### WHAT IS NEEDED
The answer must be every line from the entries below that contains "with".
┄┄┄┄┄┄┄┄┄┄┄┄┄┄┄┄┄┄┄┄
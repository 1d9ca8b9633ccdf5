//! Service Container - Centralized service access.
//!
//! Features:
//! - Centralized access to all application services
//! - Thread-safe concurrent access via Arc
//! - Compatible with async/await and tokio runtime

use std::sync::Arc;

use super::{AuthService, EmployeeService};

#[cfg(any(test, feature = "test-utils"))]
use mockall::automock;

/// Service container trait for dependency injection.
///
/// Provides centralized access to all application services.
#[cfg_attr(any(test, feature = "test-utils"), automock)]
pub trait ServiceContainer: Send + Sync {
    /// Get authentication service
    fn auth(&self) -> Arc<dyn AuthService>;

    /// Get employee service
    fn employees(&self) -> Arc<dyn EmployeeService>;
}

/// Concrete implementation of ServiceContainer
pub struct Services {
    auth_service: Arc<dyn AuthService>,
    employee_service: Arc<dyn EmployeeService>,
}

impl Services {
    /// Create a new service container with all services initialized
    pub fn new(
        auth_service: Arc<dyn AuthService>,
        employee_service: Arc<dyn EmployeeService>,
    ) -> Self {
        Self {
            auth_service,
            employee_service,
        }
    }

    /// Create service container from a database connection
    pub fn from_connection(db: sea_orm::DatabaseConnection) -> Self {
        use super::{Authenticator, EmployeeManager};
        use crate::infra::{AccountStore, EmployeeStore};

        let accounts = Arc::new(AccountStore::new(db.clone()));
        let employees = Arc::new(EmployeeStore::new(db));

        let auth_service = Arc::new(Authenticator::new(accounts));
        let employee_service = Arc::new(EmployeeManager::new(employees));

        Self {
            auth_service,
            employee_service,
        }
    }
}

impl ServiceContainer for Services {
    fn auth(&self) -> Arc<dyn AuthService> {
        self.auth_service.clone()
    }

    fn employees(&self) -> Arc<dyn EmployeeService> {
        self.employee_service.clone()
    }
}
┄┄┄┄┄┄┄┄┄┄┄┄┄┄┄┄┄┄┄┄
### EXERCISE RESULT
//! - Compatible with async/await and tokio runtime
    /// Create a new service container with all services initialized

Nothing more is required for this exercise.